В чем же литературность художественных методов Ван Гога? Конечно, не в описательности. Она в другом. Начнем опять с того, на что можно опереться в его собственных высказываниях. Не говоря уже о постоянно проводимых им параллелях между писателями и живописцами, у него есть на этот счет и обобщающие суждения. Так, он говорит о сжатости, концентрированности, метафоричности литературного образа и о желательности этих качеств также и для живописи.

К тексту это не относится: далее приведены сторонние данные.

//! The ingestion capability: turning a directory tree into a text digest.
//!
//! The runner only talks to the [`Ingestor`] trait. [`DigestIngestor`] is the
//! bundled implementation; it works in four steps:
//! 1.  **Walk**: list the files under the source, honoring `.gitignore`,
//!     the caller's exclusion globs and a fixed set of default ignores.
//! 2.  **Read**: load file contents in parallel and flag binary files.
//! 3.  **Render**: build the directory tree and the per-file content blocks.
//! 4.  **Write**: create the output file and write the digest to it.

use crate::cancellation::CancellationToken;
use crate::constants::DEFAULT_MAX_FILE_SIZE;
use crate::core_types::{ExcludePatterns, IngestSummary};
use crate::errors::{io_error_with_path, Error, Result};
use log::{debug, info};
use std::fs::{self, File};
use std::io::{BufWriter, Write};
use std::path::{Path, PathBuf};
use tracing::instrument;

pub mod digest;
mod discovery;
mod reader;
pub mod text_detection;
pub mod tree;
mod walker;

pub use digest::format_digest;
pub use text_detection::is_likely_text_from_buffer;

/// Produces a text digest of `source` at `output`.
///
/// Implementations own every detail of traversal, filtering and formatting.
/// The only contract is: on success a file exists at `output`.
pub trait Ingestor {
    /// Ingests `source`, leaving out anything matching `exclude`, and writes the
    /// digest to `output`.
    fn ingest(
        &self,
        source: &Path,
        exclude: &ExcludePatterns,
        output: &Path,
    ) -> Result<IngestSummary>;
}

/// Options for the bundled [`DigestIngestor`].
#[derive(Debug, Clone, PartialEq, Eq)]
pub struct IngestOptions {
    /// Files larger than this many bytes are left out. `None` disables the limit.
    pub max_file_size: Option<u64>,
    /// Whether to respect `.gitignore`, `.ignore`, and other VCS ignore files.
    pub use_gitignore: bool,
}

impl Default for IngestOptions {
    fn default() -> Self {
        Self {
            max_file_size: Some(DEFAULT_MAX_FILE_SIZE),
            use_gitignore: true,
        }
    }
}

/// The bundled ingestor: walks a directory and writes a tree plus file contents.
///
/// # Examples
///
/// ```
/// use digest_runner::core_types::ExcludePatterns;
/// use digest_runner::ingest::{DigestIngestor, IngestOptions, Ingestor};
/// use digest_runner::CancellationToken;
/// use std::fs;
/// use tempfile::tempdir;
///
/// # fn main() -> Result<(), Box<dyn std::error::Error>> {
/// let source = tempdir()?;
/// fs::write(source.path().join("main.rs"), "fn main() {}")?;
/// fs::write(source.path().join("secrets.env"), "TOKEN=1")?;
/// let out_dir = tempdir()?;
/// let output = out_dir.path().join("digest.txt");
///
/// let ingestor = DigestIngestor::new(IngestOptions::default(), CancellationToken::new());
/// let summary = ingestor.ingest(source.path(), &ExcludePatterns::env_files(), &output)?;
///
/// assert_eq!(summary.files_analyzed, 1);
/// let digest = fs::read_to_string(&output)?;
/// assert!(digest.contains("FILE: main.rs"));
/// assert!(!digest.contains("secrets.env"));
/// # Ok(())
/// # }
/// ```
#[derive(Debug, Clone, Default)]
pub struct DigestIngestor {
    options: IngestOptions,
    token: CancellationToken,
}

impl DigestIngestor {
    pub fn new(options: IngestOptions, token: CancellationToken) -> Self {
        Self { options, token }
    }
}

impl Ingestor for DigestIngestor {
    #[instrument(skip_all, fields(source = %source.display(), output = %output.display()))]
    fn ingest(
        &self,
        source: &Path,
        exclude: &ExcludePatterns,
        output: &Path,
    ) -> Result<IngestSummary> {
        let root = resolve_source(source)?;
        let output_path = resolve_output(output)?;
        debug!(
            "Ingesting {} into {} (excluding {:?})",
            root.display(),
            output_path.display(),
            exclude.iter().collect::<Vec<_>>()
        );

        let discovered =
            discovery::discover_files(&root, &output_path, exclude, &self.options, &self.token)?;
        let files = reader::read_contents(discovered, &self.token)?;

        let root_name = root
            .file_name()
            .map(|name| name.to_string_lossy().into_owned())
            .unwrap_or_else(|| root.display().to_string());
        let rendered = format_digest(&root_name, &files);

        let file = File::create(&output_path).map_err(|e| io_error_with_path(e, &output_path))?;
        let mut writer = BufWriter::new(file);
        writer
            .write_all(rendered.as_bytes())
            .and_then(|()| writer.flush())
            .map_err(|e| io_error_with_path(e, &output_path))?;

        let summary = IngestSummary {
            output: output_path,
            files_analyzed: files.len(),
            total_bytes: files.iter().map(|f| f.size).sum(),
            estimated_tokens: digest::estimate_tokens(&rendered),
        };
        info!(
            "Wrote digest of {} file(s) (~{} tokens) to {}",
            summary.files_analyzed,
            summary.estimated_tokens,
            summary.output.display()
        );
        Ok(summary)
    }
}

/// Canonicalizes the source and checks that it is a directory.
fn resolve_source(source: &Path) -> Result<PathBuf> {
    let resolved = source
        .canonicalize()
        .map_err(|_| Error::SourceNotFound(source.display().to_string()))?;
    if !resolved.is_dir() {
        return Err(Error::SourceNotFound(source.display().to_string()));
    }
    Ok(resolved)
}

/// Makes the output path absolute by canonicalizing its parent directory.
///
/// The output file itself usually does not exist yet, so only the parent is
/// resolved. A missing parent is reported as an I/O error on that parent.
fn resolve_output(output: &Path) -> Result<PathBuf> {
    let file_name = output.file_name().ok_or_else(|| {
        Error::InvalidTask(format!("output '{}' has no file name", output.display()))
    })?;
    let parent = match output.parent() {
        Some(p) if !p.as_os_str().is_empty() => p,
        _ => Path::new("."),
    };
    let parent = fs::canonicalize(parent).map_err(|e| io_error_with_path(e, parent))?;
    Ok(parent.join(file_name))
}

#[cfg(test)]
mod tests {
    use super::*;
    use tempfile::tempdir;

    fn ingestor() -> DigestIngestor {
        DigestIngestor::new(IngestOptions::default(), CancellationToken::new())
    }

    #[test]
    fn test_ingest_writes_tree_and_contents() -> anyhow::Result<()> {
        let source = tempdir()?;
        fs::create_dir(source.path().join("src"))?;
        fs::write(source.path().join("README.md"), "# Title\n")?;
        fs::write(source.path().join("src").join("lib.rs"), "pub fn a() {}\n")?;
        let out_dir = tempdir()?;
        let output = out_dir.path().join("out.txt");

        let summary = ingestor().ingest(source.path(), &ExcludePatterns::env_files(), &output)?;

        assert_eq!(summary.files_analyzed, 2);
        assert_eq!(summary.total_bytes, 8 + 14);
        let digest = fs::read_to_string(&output)?;
        assert!(digest.starts_with("Directory structure:\n└── "));
        assert!(digest.contains("    ├── README.md\n    └── src/\n        └── lib.rs\n"));
        assert!(digest.contains("FILE: README.md\n"));
        assert!(digest.contains("FILE: src/lib.rs\n"));
        let readme_pos = digest.find("FILE: README.md").unwrap();
        let lib_pos = digest.find("FILE: src/lib.rs").unwrap();
        assert!(readme_pos < lib_pos);
        Ok(())
    }

    #[test]
    fn test_ingest_excludes_env_files_at_any_depth() -> anyhow::Result<()> {
        let source = tempdir()?;
        fs::create_dir(source.path().join("config"))?;
        fs::write(source.path().join(".env"), "SECRET=1")?;
        fs::write(source.path().join("config").join("prod.env"), "SECRET=2")?;
        fs::write(source.path().join("config").join("app.toml"), "a = 1")?;
        let out_dir = tempdir()?;
        let output = out_dir.path().join("out.txt");

        let summary = ingestor().ingest(source.path(), &ExcludePatterns::env_files(), &output)?;

        assert_eq!(summary.files_analyzed, 1);
        let digest = fs::read_to_string(&output)?;
        assert!(!digest.contains("SECRET"));
        assert!(!digest.contains(".env"));
        assert!(digest.contains("FILE: config/app.toml"));
        Ok(())
    }

    #[test]
    fn test_ingest_skips_output_inside_source() -> anyhow::Result<()> {
        let source = tempdir()?;
        fs::write(source.path().join("a.txt"), "A")?;
        let output = source.path().join("digest.txt");

        ingestor().ingest(source.path(), &ExcludePatterns::env_files(), &output)?;
        // Ingest a second time while the previous digest is still present.
        let summary = ingestor().ingest(source.path(), &ExcludePatterns::env_files(), &output)?;

        assert_eq!(summary.files_analyzed, 1);
        let digest = fs::read_to_string(&output)?;
        assert!(!digest.contains("FILE: digest.txt"));
        Ok(())
    }

    #[test]
    fn test_ingest_missing_source() -> anyhow::Result<()> {
        let out_dir = tempdir()?;
        let output = out_dir.path().join("out.txt");
        let result = ingestor().ingest(
            Path::new("no_such_source_dir_for_digest"),
            &ExcludePatterns::env_files(),
            &output,
        );
        assert!(matches!(result, Err(Error::SourceNotFound(_))));
        assert!(!output.exists());
        Ok(())
    }

    #[test]
    fn test_ingest_source_is_a_file() -> anyhow::Result<()> {
        let temp = tempdir()?;
        let file = temp.path().join("plain.txt");
        fs::write(&file, "x")?;
        let result = ingestor().ingest(
            &file,
            &ExcludePatterns::env_files(),
            &temp.path().join("o.txt"),
        );
        assert!(matches!(result, Err(Error::SourceNotFound(_))));
        Ok(())
    }

    #[test]
    fn test_ingest_missing_output_parent() -> anyhow::Result<()> {
        let source = tempdir()?;
        fs::write(source.path().join("a.txt"), "A")?;
        let output = source.path().join("missing").join("out.txt");
        let result = ingestor().ingest(source.path(), &ExcludePatterns::env_files(), &output);
        assert!(matches!(result, Err(Error::Io { .. })));
        Ok(())
    }

    #[test]
    fn test_ingest_respects_cancellation() -> anyhow::Result<()> {
        let source = tempdir()?;
        fs::write(source.path().join("a.txt"), "A")?;
        let out_dir = tempdir()?;
        let token = CancellationToken::new();
        token.cancel();

        let ingestor = DigestIngestor::new(IngestOptions::default(), token);
        let result = ingestor.ingest(
            source.path(),
            &ExcludePatterns::env_files(),
            &out_dir.path().join("out.txt"),
        );
        assert!(matches!(result, Err(Error::Interrupted)));
        Ok(())
    }

    #[test]
    fn test_ingest_ignores_ancestor_gitignore() -> anyhow::Result<()> {
        let outer = tempdir()?;
        fs::write(outer.path().join(".gitignore"), "*.rs\n")?;
        let source = outer.path().join("proj");
        fs::create_dir(&source)?;
        fs::write(source.join("main.rs"), "fn main() {}")?;
        let out_dir = tempdir()?;
        let output = out_dir.path().join("out.txt");

        let summary = ingestor().ingest(&source, &ExcludePatterns::env_files(), &output)?;

        assert_eq!(summary.files_analyzed, 1);
        assert!(fs::read_to_string(&output)?.contains("FILE: main.rs"));
        Ok(())
    }

    #[test]
    fn test_ingest_still_honors_source_gitignore() -> anyhow::Result<()> {
        let source = tempdir()?;
        fs::write(source.path().join(".gitignore"), "*.log\n")?;
        fs::write(source.path().join("run.log"), "noise")?;
        fs::write(source.path().join("main.rs"), "fn main() {}")?;
        let out_dir = tempdir()?;
        let output = out_dir.path().join("out.txt");

        ingestor().ingest(source.path(), &ExcludePatterns::env_files(), &output)?;

        let digest = fs::read_to_string(&output)?;
        assert!(digest.contains("FILE: main.rs"));
        assert!(!digest.contains("FILE: run.log"));
        Ok(())
    }

    #[cfg(target_os = "linux")]
    #[test]
    fn test_ingest_keeps_non_utf8_names_apart() -> anyhow::Result<()> {
        use std::ffi::OsStr;
        use std::os::unix::ffi::OsStrExt;

        let source = tempdir()?;
        fs::write(source.path().join(OsStr::from_bytes(b"a\xff.txt")), "ONE")?;
        fs::write(source.path().join(OsStr::from_bytes(b"a\xfe.txt")), "TWO")?;
        let out_dir = tempdir()?;
        let output = out_dir.path().join("out.txt");

        let summary = ingestor().ingest(source.path(), &ExcludePatterns::env_files(), &output)?;

        assert_eq!(summary.files_analyzed, 2);
        let digest = fs::read_to_string(&output)?;
        assert!(digest.contains("ONE"));
        assert!(digest.contains("TWO"));
        Ok(())
    }
}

Нам более привычно слышать обратное: литературный образ описателен, тогда как зрительный — лаконичен; то, что писатель выражает на многих страницах, художник умещает в одном емком изображении. Но вникнем в рассуждения Ван Гога. Он начинает с того, что образы художников редко удаются писателям, ему не нравятся ни художники Бальзака, ни Клод Лантье у Золя. С другой стороны, художникам, считает он, редко удаются портреты писателей; они «изображают литератора всего лишь человеком, который восседает за столом, заваленным бумагой». И дальше: «Возьми портрет Виктора Гюго работы Бонна — хорош, очень хорош; но я все-таки предпочитаю Виктора Гюго, описанного словами, всего лишь не сколькими словами самого Гюго: …Et moi je me taisais Tel que l’on voit se tair un coq sur la bruyére (И я молчал, как в вереске молчит самец-глухарь.) Разве не прекрасна эта маленькая фигурка на пустоши?» (п. 248).

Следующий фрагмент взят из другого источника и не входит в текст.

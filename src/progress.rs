// src/progress.rs

//! Progress reporting for a batch of tasks.
#[cfg(feature = "progress")]
use indicatif::{ProgressBar, ProgressStyle};

/// Receives progress updates while a batch runs, one step per task.
///
/// # Examples
///
/// ```
/// use digest_runner::progress::ProgressReporter;
/// use std::sync::Mutex;
///
/// struct LastMessage(Mutex<String>);
///
/// impl ProgressReporter for LastMessage {
///     fn set_length(&self, _len: u64) {}
///     fn set_position(&self, _pos: u64) {}
///     fn set_message(&self, msg: String) {
///         *self.0.lock().unwrap() = msg;
///     }
///     fn finish_with_message(&self, msg: String) {
///         *self.0.lock().unwrap() = msg;
///     }
/// }
///
/// let reporter = LastMessage(Mutex::new(String::new()));
/// reporter.set_message("Ingesting /srv/app".to_string());
/// assert_eq!(*reporter.0.lock().unwrap(), "Ingesting /srv/app");
/// ```
pub trait ProgressReporter: Send + Sync {
    /// Sets the number of tasks in the batch.
    fn set_length(&self, len: u64);
    /// Sets the number of tasks finished so far.
    fn set_position(&self, pos: u64);
    /// Describes the task currently running.
    fn set_message(&self, msg: String);
    /// Finishes reporting with a final message.
    fn finish_with_message(&self, msg: String);
}

/// A `ProgressReporter` that does nothing.
pub struct NoOpProgress;

impl ProgressReporter for NoOpProgress {
    fn set_length(&self, _len: u64) {}
    fn set_position(&self, _pos: u64) {}
    fn set_message(&self, _msg: String) {}
    fn finish_with_message(&self, _msg: String) {}
}

/// A `ProgressReporter` drawing an `indicatif` bar on stderr.
#[cfg(feature = "progress")]
#[derive(Clone)]
pub struct IndicatifProgress {
    bar: ProgressBar,
}

#[cfg(feature = "progress")]
impl IndicatifProgress {
    pub fn new() -> Self {
        let bar = ProgressBar::new(0);
        let style = ProgressStyle::default_bar()
            .template("{spinner:.green} [{elapsed_precise}] [{bar:30.cyan/blue}] {pos}/{len} {msg}")
            .unwrap_or_else(|_| ProgressStyle::default_bar())
            .progress_chars("#>-");
        bar.set_style(style);
        Self { bar }
    }
}

#[cfg(feature = "progress")]
impl Default for IndicatifProgress {
    fn default() -> Self {
        Self::new()
    }
}

#[cfg(feature = "progress")]
impl ProgressReporter for IndicatifProgress {
    fn set_length(&self, len: u64) {
        self.bar.set_length(len);
    }

    fn set_position(&self, pos: u64) {
        self.bar.set_position(pos);
    }

    fn set_message(&self, msg: String) {
        self.bar.set_message(msg);
    }

    fn finish_with_message(&self, msg: String) {
        self.bar.finish_with_message(msg);
    }
}
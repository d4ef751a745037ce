//! Defines the `Config` struct used to drive a batch run.
//!
//! A `Config` is built with [`ConfigBuilder`], either from parsed CLI
//! arguments or programmatically. Once built it holds a validated task list,
//! so the runner never needs to look at the environment.

use crate::ingest::IngestOptions;
use crate::runner::FailurePolicy;
use crate::task::TaskList;

pub use builder::ConfigBuilder;
mod builder;
mod builder_logic;
mod parsing;
pub mod path_resolve;

/// Everything a batch run needs.
#[derive(Debug, Clone)]
pub struct Config {
    /// The tasks to run, in order.
    pub tasks: TaskList,
    /// Whether a failed task stops the batch.
    pub failure_policy: FailurePolicy,
    /// Options for the bundled ingestor.
    pub ingest: IngestOptions,
}
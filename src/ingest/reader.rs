//! Reads the content of discovered files.

use crate::cancellation::CancellationToken;
use crate::core_types::FileEntry;
use crate::errors::{io_error_with_path, Error, Result};
use crate::ingest::text_detection::is_likely_text_from_buffer;
use log::debug;
use rayon::prelude::*;
use std::fs;

/// Reads every file in parallel, filling in `content` or flagging it as binary.
///
/// Input order is preserved.
///
/// # Errors
/// Returns the first I/O error hit while reading, or `Error::Interrupted` if the
/// token is cancelled.
pub(super) fn read_contents(
    files: Vec<FileEntry>,
    token: &CancellationToken,
) -> Result<Vec<FileEntry>> {
    files
        .into_par_iter()
        .map(|mut entry| {
            if token.is_cancelled() {
                return Err(Error::Interrupted);
            }
            let bytes = fs::read(&entry.absolute_path)
                .map_err(|e| io_error_with_path(e, &entry.absolute_path))?;

            if is_likely_text_from_buffer(&bytes) {
                let text = String::from_utf8_lossy(&bytes);
                entry.content = Some(text.trim_start_matches('\u{feff}').to_string());
            } else {
                debug!("Binary file: {}", entry.relative_path.display());
                entry.is_binary = true;
            }
            Ok(entry)
        })
        .collect()
}
// src/constants.rs

/// File name of the output produced by the default task.
pub const DEFAULT_OUTPUT_FILE_NAME: &str = "be-lumbung-mesari.txt";

/// The single exclusion rule passed to the ingestor for every task.
pub const ENV_EXCLUDE_PATTERN: &str = "*.env";

/// Files larger than this are left out of a digest unless overridden.
pub const DEFAULT_MAX_FILE_SIZE: u64 = 10 * 1024 * 1024;

/// Patterns the bundled ingestor always skips, in addition to per-call exclusions.
pub const DEFAULT_IGNORE_PATTERNS: &[&str] = &[
    ".git",
    ".hg",
    ".svn",
    "node_modules",
    "target",
    "dist",
    "__pycache__",
    ".venv",
    "venv",
    ".idea",
    ".vscode",
    ".DS_Store",
    "*.pyc",
    "*.pyo",
    "*.class",
    "*.o",
    "*.so",
    "*.dll",
    "*.exe",
];

/// Line drawn above and below every `FILE:` header in a digest.
pub const FILE_SEPARATOR: &str = "================================================";

/// Heading of the tree section in a digest.
pub const TREE_HEADER: &str = "Directory structure:";

/// Placeholder written instead of the content of a binary file.
pub const BINARY_PLACEHOLDER: &str = "[Binary file]";

/// Rough characters-per-token ratio used for the token estimate.
pub const CHARS_PER_TOKEN: usize = 4;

Ван Гога не удовлетворяют живописцы, которые, как Бонна, делают просто схожий портрет «господина в воротничке»; то, что этот господин — писатель, опознается благодаря аксессуарам — столу, заваленному бумагами. То есть Ван Гог восстает против эмпирического портретирования и желает для живописи какого-то иного подхода, образцы которого он находил в портретах, созданных словами. Там — всего несколько слов, всего лишь сравнение с притихшим в вереске глухарем, метафора. Как образ она сильнее. Тут же Ван Гог называет пришедшие ему на память аналогичные примеры из живописи: некоторые фигуры у Рембрандта, у Мейсонье, автопортрет Милле. О последнем говорит: «это всего лишь голова, в чем-то вроде пастушьей шапки, но взгляд прищуренных глаз, напряженный взгляд художника — как он великолепен! В нем есть что-то, если я смею так выразиться, петушиное» (п. 248).

Ван Гог хочет сказать, что словами можно передать какую-то решающую экспрессивную черту, а не перечислять с равным вниманием лоб, нос, подбородок, воротничок, стол. «Молчащий глухарь» — этого достаточно. «Что-то петушиное» — и портрет становится выразительным. Литературный образ лаконичен и метафоричен — метафора уже по своей природе предполагает лаконизм, «стяжение», почему бы не применить это и в живописи.

Если под этим углом зрения обратиться к портретам кисти Ван Гога, мы узнаем в них тот же принцип. Портрет зуава: лоб быка и глаза тигра. Портрет Рулена: голова Сократа и Пана. Портрет жены смотрителя из Сен-Реми: поникшая запыленная травинка. Автопортрет в халате: буддийский монах. Называю здесь только те «метафоры», о которых художник сам говорил, но и в тех случаях, когда он ничего не говорил, метафорическая доминанта образа присутствует, стягивает, как в фокусе, характерные черты этого человека и вместе с тем человеческого типа, к которому он принадлежит.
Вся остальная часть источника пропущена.